** Opening Data under study block **

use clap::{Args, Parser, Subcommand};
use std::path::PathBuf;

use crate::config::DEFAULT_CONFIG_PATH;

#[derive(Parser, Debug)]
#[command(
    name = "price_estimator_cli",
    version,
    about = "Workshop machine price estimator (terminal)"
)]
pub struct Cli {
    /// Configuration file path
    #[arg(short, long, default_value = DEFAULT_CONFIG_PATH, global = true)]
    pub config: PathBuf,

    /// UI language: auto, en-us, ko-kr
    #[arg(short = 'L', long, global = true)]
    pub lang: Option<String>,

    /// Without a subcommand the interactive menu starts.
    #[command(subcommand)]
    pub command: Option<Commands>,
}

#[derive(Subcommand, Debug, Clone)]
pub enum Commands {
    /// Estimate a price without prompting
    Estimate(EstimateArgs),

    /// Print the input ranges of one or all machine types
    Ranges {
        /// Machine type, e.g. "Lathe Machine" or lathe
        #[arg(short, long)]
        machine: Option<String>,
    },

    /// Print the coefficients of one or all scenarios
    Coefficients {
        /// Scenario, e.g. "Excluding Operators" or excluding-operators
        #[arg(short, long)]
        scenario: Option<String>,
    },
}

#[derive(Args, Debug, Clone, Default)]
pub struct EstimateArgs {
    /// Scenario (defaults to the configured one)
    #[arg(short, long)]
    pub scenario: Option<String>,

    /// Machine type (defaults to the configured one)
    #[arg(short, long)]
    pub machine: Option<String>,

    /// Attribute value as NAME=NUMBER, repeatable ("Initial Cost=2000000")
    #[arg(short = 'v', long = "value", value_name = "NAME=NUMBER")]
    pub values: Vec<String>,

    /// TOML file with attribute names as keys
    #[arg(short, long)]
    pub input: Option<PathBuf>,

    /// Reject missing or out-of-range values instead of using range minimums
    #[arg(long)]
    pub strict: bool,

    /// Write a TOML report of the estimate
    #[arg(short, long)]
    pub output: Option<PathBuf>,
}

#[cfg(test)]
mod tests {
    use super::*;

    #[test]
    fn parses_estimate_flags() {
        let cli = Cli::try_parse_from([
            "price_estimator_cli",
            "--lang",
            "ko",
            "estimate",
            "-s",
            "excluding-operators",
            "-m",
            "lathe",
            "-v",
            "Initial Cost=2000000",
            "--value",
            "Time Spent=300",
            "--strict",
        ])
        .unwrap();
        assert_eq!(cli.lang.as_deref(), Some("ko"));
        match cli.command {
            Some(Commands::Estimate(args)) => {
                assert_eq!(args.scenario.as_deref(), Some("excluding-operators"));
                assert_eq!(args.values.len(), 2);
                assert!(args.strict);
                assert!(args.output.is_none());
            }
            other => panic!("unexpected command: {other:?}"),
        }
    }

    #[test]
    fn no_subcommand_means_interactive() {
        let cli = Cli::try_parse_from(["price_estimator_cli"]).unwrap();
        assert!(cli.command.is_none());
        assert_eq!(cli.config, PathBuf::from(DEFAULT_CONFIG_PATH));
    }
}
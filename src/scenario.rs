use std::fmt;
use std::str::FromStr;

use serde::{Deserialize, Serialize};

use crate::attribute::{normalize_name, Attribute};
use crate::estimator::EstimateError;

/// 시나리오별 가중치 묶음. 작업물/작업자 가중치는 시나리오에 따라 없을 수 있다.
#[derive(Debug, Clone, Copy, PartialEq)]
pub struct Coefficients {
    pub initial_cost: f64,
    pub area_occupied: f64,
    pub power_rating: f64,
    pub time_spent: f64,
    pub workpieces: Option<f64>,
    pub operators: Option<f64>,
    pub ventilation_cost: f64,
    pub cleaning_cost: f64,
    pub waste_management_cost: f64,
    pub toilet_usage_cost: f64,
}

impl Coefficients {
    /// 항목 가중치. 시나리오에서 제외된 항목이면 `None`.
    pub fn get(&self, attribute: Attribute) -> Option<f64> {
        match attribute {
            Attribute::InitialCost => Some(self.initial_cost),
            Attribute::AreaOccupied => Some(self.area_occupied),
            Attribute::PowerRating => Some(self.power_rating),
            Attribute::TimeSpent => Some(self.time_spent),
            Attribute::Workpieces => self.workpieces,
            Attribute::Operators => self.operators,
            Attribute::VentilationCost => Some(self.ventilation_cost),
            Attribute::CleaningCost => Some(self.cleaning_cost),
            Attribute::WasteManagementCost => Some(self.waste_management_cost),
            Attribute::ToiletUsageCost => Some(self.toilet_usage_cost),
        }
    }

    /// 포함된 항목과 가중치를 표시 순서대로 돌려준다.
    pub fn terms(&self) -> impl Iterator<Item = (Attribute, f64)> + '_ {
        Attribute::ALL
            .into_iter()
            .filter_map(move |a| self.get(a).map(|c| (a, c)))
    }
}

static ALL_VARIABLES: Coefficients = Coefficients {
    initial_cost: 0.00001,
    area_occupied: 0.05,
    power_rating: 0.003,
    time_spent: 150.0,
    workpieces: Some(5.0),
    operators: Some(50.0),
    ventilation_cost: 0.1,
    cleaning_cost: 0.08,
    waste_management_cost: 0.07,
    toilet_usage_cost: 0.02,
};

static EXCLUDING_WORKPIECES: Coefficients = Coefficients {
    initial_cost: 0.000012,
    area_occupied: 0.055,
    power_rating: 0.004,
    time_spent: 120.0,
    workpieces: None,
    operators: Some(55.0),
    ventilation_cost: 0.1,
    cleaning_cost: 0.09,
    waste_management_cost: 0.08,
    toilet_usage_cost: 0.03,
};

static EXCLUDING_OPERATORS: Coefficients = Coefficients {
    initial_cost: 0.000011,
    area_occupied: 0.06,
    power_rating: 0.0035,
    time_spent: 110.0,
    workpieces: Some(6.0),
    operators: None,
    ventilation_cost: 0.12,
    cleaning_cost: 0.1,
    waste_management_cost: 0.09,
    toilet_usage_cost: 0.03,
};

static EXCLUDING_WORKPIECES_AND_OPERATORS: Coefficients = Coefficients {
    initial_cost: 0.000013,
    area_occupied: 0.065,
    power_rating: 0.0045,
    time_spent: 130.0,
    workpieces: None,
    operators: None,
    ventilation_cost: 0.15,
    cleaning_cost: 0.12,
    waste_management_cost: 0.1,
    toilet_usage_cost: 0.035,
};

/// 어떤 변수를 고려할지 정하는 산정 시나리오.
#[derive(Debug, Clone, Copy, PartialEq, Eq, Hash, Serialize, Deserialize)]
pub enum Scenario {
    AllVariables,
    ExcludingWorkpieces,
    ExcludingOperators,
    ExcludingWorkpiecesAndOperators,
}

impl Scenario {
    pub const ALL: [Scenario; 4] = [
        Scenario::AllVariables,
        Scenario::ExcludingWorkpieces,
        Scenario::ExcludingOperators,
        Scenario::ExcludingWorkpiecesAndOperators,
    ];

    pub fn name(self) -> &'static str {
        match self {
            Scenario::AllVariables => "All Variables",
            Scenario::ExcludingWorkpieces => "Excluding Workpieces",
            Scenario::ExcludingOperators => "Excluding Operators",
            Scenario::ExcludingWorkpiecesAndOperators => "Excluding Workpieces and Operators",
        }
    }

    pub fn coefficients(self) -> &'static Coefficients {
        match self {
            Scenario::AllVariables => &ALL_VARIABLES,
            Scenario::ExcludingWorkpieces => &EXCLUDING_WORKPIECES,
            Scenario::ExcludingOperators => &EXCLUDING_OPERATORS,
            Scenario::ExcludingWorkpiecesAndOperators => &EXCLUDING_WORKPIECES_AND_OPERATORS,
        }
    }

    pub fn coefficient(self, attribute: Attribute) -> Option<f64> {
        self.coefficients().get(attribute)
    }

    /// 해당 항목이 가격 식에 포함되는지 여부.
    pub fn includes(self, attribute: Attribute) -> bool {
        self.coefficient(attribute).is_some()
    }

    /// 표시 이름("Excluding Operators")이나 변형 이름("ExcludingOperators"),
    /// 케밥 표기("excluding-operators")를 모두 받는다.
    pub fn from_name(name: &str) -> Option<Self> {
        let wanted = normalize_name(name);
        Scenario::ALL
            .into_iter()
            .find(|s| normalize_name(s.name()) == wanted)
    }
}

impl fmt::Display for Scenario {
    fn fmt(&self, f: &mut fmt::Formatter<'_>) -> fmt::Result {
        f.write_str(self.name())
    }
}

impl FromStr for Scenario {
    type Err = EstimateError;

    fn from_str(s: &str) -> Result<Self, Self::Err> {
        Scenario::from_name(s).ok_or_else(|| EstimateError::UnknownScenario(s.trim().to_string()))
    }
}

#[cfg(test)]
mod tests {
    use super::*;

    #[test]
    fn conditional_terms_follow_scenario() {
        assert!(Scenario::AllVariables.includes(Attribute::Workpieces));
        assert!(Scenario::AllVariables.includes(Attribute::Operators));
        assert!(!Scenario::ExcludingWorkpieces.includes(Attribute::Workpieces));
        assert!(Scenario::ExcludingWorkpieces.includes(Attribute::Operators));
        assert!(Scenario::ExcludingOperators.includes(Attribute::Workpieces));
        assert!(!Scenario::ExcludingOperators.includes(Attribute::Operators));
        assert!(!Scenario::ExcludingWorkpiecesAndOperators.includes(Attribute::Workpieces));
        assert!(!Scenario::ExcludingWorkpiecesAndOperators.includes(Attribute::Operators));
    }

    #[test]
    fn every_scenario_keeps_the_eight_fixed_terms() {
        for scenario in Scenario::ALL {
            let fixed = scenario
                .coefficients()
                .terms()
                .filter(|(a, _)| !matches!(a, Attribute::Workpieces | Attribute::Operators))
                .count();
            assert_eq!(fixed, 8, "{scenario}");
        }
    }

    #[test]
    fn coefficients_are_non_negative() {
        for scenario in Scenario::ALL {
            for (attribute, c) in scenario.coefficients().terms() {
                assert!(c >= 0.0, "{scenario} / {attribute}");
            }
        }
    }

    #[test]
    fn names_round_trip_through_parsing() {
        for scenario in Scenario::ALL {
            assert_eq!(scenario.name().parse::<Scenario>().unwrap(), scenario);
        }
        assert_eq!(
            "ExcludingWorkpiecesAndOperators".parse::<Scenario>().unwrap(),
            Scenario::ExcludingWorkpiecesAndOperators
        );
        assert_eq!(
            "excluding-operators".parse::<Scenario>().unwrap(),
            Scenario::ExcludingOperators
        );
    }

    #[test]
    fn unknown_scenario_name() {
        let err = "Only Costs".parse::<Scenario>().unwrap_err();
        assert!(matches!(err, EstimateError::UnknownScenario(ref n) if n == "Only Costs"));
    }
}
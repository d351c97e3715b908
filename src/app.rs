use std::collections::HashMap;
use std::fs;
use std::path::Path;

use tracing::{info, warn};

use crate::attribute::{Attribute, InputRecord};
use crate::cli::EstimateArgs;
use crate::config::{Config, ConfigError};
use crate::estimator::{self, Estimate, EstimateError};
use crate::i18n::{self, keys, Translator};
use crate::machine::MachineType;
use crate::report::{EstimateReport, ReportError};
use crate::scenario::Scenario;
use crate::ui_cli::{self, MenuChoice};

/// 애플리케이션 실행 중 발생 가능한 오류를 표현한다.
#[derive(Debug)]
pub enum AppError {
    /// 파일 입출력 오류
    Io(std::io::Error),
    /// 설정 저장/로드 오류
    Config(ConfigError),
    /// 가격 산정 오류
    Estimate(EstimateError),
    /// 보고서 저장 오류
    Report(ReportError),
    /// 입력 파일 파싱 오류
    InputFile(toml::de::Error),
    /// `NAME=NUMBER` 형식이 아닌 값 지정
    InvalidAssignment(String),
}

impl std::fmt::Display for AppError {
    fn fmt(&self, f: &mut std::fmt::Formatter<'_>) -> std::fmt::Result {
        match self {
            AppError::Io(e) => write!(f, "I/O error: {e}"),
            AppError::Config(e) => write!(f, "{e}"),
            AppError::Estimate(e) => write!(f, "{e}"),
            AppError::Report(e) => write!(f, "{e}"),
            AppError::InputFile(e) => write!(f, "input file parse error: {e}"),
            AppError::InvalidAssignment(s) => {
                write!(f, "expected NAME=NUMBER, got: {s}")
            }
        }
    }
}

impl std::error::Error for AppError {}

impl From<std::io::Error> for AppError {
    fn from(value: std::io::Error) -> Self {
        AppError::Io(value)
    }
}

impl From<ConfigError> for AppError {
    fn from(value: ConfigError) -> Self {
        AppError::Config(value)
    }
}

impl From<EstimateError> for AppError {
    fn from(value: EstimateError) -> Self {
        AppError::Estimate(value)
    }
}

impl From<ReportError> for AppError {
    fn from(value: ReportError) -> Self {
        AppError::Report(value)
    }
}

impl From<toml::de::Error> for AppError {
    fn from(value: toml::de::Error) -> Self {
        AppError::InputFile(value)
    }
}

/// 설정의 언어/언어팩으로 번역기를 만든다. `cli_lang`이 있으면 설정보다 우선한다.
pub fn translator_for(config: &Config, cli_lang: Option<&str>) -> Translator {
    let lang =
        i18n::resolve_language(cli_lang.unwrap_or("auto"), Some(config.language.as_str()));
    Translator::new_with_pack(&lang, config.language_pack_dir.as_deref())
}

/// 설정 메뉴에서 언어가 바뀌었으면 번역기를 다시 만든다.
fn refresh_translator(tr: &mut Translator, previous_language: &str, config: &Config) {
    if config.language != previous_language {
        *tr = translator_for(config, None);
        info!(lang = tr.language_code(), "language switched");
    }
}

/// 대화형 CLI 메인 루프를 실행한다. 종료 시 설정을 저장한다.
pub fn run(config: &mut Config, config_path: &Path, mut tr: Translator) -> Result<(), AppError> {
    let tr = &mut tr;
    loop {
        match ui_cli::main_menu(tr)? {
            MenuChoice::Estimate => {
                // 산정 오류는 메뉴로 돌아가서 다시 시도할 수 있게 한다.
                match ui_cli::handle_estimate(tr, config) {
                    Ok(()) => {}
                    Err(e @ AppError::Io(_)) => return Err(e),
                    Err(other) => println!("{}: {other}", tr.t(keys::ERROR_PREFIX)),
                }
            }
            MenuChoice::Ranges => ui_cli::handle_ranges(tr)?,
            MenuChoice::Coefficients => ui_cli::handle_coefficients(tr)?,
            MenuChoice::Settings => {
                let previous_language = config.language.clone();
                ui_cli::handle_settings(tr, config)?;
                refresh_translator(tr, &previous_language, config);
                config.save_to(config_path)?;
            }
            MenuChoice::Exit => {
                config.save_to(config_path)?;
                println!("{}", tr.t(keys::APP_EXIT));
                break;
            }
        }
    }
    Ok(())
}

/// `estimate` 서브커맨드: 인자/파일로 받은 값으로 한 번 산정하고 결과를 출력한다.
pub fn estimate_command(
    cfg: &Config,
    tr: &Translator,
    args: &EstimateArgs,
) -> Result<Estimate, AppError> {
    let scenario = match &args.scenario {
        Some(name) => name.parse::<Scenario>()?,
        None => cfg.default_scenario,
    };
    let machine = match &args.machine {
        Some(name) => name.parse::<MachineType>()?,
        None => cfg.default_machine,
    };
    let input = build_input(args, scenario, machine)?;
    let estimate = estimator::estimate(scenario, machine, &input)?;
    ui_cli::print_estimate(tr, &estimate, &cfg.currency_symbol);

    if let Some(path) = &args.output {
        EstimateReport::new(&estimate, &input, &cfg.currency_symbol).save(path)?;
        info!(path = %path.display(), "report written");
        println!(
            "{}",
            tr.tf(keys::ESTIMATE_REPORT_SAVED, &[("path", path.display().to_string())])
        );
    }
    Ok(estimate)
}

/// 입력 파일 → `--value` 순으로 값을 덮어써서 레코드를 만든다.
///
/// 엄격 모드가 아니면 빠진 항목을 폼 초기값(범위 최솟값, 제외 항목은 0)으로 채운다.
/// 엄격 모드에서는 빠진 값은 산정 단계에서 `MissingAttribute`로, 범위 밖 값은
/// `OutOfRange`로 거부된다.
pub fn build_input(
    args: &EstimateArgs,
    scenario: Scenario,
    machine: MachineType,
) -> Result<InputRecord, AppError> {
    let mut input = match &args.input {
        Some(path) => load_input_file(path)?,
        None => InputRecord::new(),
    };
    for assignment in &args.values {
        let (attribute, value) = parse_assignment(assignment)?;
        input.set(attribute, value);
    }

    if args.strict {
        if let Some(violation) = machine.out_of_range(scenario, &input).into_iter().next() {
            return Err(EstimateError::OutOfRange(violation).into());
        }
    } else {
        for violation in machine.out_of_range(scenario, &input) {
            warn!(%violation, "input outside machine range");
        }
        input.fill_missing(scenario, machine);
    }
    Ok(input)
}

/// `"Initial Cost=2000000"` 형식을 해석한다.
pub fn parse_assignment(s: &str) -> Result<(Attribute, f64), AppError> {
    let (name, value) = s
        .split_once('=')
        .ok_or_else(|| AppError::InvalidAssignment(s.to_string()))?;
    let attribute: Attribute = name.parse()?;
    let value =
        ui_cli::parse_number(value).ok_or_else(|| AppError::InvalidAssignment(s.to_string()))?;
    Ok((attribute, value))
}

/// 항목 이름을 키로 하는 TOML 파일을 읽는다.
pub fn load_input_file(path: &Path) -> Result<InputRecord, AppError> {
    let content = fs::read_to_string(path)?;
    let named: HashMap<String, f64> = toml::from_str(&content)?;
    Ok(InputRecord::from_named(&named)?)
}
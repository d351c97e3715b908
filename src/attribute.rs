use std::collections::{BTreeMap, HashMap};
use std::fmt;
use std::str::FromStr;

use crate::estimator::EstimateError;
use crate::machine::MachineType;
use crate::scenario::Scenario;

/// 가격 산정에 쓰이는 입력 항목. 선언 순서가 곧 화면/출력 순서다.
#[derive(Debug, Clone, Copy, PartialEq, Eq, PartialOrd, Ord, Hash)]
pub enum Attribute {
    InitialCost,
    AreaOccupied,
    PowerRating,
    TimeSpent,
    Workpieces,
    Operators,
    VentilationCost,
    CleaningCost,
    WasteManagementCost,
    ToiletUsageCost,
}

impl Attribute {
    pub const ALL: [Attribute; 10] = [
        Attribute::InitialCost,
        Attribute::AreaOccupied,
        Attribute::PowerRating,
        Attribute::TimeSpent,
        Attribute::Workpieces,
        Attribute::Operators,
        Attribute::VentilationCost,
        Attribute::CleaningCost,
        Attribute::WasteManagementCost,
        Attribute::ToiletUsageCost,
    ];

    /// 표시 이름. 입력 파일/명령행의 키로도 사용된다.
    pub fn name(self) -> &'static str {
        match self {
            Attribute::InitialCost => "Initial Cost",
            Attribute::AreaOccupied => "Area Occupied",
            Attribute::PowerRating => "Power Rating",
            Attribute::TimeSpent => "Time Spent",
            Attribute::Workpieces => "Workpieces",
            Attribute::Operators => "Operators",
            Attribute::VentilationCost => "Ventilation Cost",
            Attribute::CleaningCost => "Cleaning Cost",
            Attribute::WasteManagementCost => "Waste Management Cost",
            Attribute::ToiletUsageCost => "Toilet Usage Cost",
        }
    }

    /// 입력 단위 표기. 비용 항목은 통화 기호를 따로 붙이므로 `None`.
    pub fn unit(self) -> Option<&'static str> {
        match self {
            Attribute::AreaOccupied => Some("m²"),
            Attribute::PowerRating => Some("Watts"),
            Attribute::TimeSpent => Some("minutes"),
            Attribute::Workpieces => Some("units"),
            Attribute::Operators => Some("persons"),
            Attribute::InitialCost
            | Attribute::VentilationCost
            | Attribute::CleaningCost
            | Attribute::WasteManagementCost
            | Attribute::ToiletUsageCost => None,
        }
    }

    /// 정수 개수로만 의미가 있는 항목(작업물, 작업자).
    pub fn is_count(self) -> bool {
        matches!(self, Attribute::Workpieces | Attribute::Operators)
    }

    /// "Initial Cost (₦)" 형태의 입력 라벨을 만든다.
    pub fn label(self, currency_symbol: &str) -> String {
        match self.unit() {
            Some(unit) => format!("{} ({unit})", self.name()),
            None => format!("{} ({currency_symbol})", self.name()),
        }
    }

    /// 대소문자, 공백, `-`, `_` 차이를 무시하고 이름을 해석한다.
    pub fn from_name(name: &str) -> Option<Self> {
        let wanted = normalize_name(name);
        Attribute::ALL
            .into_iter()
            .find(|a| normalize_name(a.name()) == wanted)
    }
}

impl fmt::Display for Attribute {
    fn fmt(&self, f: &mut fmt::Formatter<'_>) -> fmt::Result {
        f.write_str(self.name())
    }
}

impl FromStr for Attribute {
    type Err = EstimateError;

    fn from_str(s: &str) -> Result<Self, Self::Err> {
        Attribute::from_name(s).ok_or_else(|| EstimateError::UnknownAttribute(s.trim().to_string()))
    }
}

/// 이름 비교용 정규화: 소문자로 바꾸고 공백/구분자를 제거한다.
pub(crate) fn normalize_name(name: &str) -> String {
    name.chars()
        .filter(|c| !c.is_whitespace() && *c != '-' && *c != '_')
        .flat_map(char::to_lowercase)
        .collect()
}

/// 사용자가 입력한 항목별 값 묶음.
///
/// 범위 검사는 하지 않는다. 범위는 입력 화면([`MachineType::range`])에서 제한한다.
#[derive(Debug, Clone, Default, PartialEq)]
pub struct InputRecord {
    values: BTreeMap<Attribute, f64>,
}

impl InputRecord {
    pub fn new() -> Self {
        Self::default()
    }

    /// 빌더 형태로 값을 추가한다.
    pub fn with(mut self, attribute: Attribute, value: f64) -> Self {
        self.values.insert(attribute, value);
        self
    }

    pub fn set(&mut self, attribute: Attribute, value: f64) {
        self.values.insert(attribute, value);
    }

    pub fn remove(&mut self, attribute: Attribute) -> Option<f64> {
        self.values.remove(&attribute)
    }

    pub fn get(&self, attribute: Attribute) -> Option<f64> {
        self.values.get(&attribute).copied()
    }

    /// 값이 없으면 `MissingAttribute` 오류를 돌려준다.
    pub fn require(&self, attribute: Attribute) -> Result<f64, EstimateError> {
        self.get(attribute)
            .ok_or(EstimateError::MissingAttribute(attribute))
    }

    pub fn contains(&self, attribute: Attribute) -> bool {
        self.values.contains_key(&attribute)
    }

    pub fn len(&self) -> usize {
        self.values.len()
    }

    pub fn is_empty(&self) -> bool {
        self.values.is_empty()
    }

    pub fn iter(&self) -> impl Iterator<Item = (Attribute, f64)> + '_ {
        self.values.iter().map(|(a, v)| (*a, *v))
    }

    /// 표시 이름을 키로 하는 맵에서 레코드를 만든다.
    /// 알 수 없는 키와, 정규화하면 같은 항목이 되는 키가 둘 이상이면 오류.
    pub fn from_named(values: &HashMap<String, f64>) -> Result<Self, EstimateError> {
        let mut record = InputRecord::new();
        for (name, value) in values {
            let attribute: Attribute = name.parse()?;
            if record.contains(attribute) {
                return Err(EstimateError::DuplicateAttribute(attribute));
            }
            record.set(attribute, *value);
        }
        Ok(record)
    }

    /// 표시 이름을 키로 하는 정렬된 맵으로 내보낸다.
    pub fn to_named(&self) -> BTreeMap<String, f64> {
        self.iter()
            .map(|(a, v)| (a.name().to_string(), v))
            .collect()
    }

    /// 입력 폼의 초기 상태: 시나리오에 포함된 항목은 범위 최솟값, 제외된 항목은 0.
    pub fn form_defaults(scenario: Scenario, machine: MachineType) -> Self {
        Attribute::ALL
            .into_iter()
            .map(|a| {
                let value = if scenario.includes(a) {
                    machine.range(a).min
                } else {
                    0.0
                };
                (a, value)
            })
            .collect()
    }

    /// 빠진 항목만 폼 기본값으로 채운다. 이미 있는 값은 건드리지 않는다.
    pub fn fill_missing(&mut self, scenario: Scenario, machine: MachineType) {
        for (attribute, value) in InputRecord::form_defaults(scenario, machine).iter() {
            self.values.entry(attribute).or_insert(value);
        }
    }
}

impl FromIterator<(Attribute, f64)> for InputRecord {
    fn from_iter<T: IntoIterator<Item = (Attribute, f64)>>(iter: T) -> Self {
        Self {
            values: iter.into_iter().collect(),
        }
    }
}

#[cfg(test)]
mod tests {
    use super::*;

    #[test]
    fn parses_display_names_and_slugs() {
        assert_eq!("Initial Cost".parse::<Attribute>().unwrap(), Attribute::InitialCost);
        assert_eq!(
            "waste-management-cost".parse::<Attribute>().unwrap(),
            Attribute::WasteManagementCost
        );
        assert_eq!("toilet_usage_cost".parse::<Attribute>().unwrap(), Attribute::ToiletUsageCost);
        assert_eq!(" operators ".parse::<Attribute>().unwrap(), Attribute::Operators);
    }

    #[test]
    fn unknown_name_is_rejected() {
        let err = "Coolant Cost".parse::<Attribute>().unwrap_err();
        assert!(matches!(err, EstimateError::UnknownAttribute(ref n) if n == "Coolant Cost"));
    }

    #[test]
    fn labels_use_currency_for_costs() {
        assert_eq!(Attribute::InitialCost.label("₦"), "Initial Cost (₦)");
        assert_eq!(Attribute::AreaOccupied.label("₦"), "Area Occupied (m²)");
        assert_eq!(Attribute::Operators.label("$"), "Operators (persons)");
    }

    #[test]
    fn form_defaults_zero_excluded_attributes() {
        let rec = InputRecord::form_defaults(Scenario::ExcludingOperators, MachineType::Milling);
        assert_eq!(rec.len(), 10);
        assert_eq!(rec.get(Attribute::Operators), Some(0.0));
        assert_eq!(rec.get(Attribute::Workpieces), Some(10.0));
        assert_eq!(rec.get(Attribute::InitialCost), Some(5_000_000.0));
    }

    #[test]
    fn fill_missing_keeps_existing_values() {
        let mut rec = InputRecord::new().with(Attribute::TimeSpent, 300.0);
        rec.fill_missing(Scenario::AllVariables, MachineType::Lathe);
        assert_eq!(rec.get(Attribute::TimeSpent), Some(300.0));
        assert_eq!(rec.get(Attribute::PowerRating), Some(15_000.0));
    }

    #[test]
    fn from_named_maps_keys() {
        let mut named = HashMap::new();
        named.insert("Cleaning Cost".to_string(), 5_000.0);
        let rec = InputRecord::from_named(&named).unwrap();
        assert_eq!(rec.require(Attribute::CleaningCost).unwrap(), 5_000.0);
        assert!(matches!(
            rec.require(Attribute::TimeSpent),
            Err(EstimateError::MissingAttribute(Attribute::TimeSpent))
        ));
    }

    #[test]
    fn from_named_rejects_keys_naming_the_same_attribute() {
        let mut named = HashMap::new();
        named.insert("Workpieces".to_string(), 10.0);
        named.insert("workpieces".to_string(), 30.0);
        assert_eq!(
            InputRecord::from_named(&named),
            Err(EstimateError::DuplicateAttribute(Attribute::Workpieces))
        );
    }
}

** Closing Data under study block **

§ What is required: For every line above with the word "PathBuf" in it, make a copy.

§ Solution:
use std::path::PathBuf;
    pub config: PathBuf,
    pub input: Option<PathBuf>,
    pub output: Option<PathBuf>,
        assert_eq!(cli.config, PathBuf::from(DEFAULT_CONFIG_PATH));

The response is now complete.